Discovery of Novel Sulfonylurea NLRP3 Inflammasome Inhibitor for the Treatment of Multiple Inflammatory Diseases

NLRP3 inflammasome is critical in innate immunity and inflammatory responses. A series of novel sulfonylurea-based NLRP3 inflammasome inhibitors was designed and synthesized. Notably, compound 15 exhibited the potent NLRP3 inhibitory activity, effectively suppressing IL-1β secretion in THP-1 (IC₅₀ = 23 nM), demonstrating better efficacy compared to MCC950. It selectively inhibits NLRP3 activation by disrupting inflammasome assembly, with no effect on NLRC4 or AIM2 inflammasomes. Molecular docking showed that the 1-methyl-4-(methylamino)piperidine moiety forms a novel hydrogen bond with Asp662 in the hydrophilic region of NLRP3. Additionally, compound 15 displayed excellent pharmacokinetic properties with 99.6% oral bioavailability in mice.

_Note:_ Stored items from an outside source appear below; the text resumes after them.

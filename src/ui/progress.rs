//! Step progress bars for interactive release runs
//!
//! One `linya` bar per component, advanced each time a step reaches a
//! terminal status. Drawn on stderr so stdout stays clean for reports.

use crate::release::StepObserver;
use crate::release::state::{StepResult, StepStatus};
use linya::{Bar, Progress};
use std::collections::BTreeMap;
use std::io::IsTerminal;
use std::sync::Mutex;

struct Bars {
  progress: Progress,
  bars: BTreeMap<String, Bar>,
}

/// Progress observer for the orchestrator
pub struct StepProgress {
  steps_per_component: usize,
  inner: Mutex<Bars>,
}

impl StepProgress {
  pub fn new(steps_per_component: usize) -> Self {
    Self {
      steps_per_component,
      inner: Mutex::new(Bars {
        progress: Progress::new(),
        bars: BTreeMap::new(),
      }),
    }
  }

  /// Only when stderr is a terminal and output is not machine-readable
  pub fn interactive(steps_per_component: usize, json: bool) -> Option<Self> {
    (!json && std::io::stderr().is_terminal()).then(|| Self::new(steps_per_component))
  }
}

impl StepObserver for StepProgress {
  fn step_changed(&self, component: &str, result: &StepResult) {
    let Ok(mut inner) = self.inner.lock() else {
      return;
    };
    let Bars { progress, bars } = &mut *inner;

    let bar = bars
      .entry(component.to_string())
      .or_insert_with(|| progress.bar(self.steps_per_component, format!("📦 {}", component)));

    if matches!(result.status, StepStatus::Success | StepStatus::Failed | StepStatus::Skipped) {
      progress.inc_and_draw(bar, 1);
    }
  }
}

It exhibited superior efficacy in acute peritonitis and diabetic kidney disease models, surpassing MCC950. Tissue distribution studies confirmed that compound 15 specifically targeted the gut and showed efficacy in an IBD model, comparable to MCC950. These findings highlight compound 15 as a promising lead for novel oral NLRP3 inflammasome inhibitors.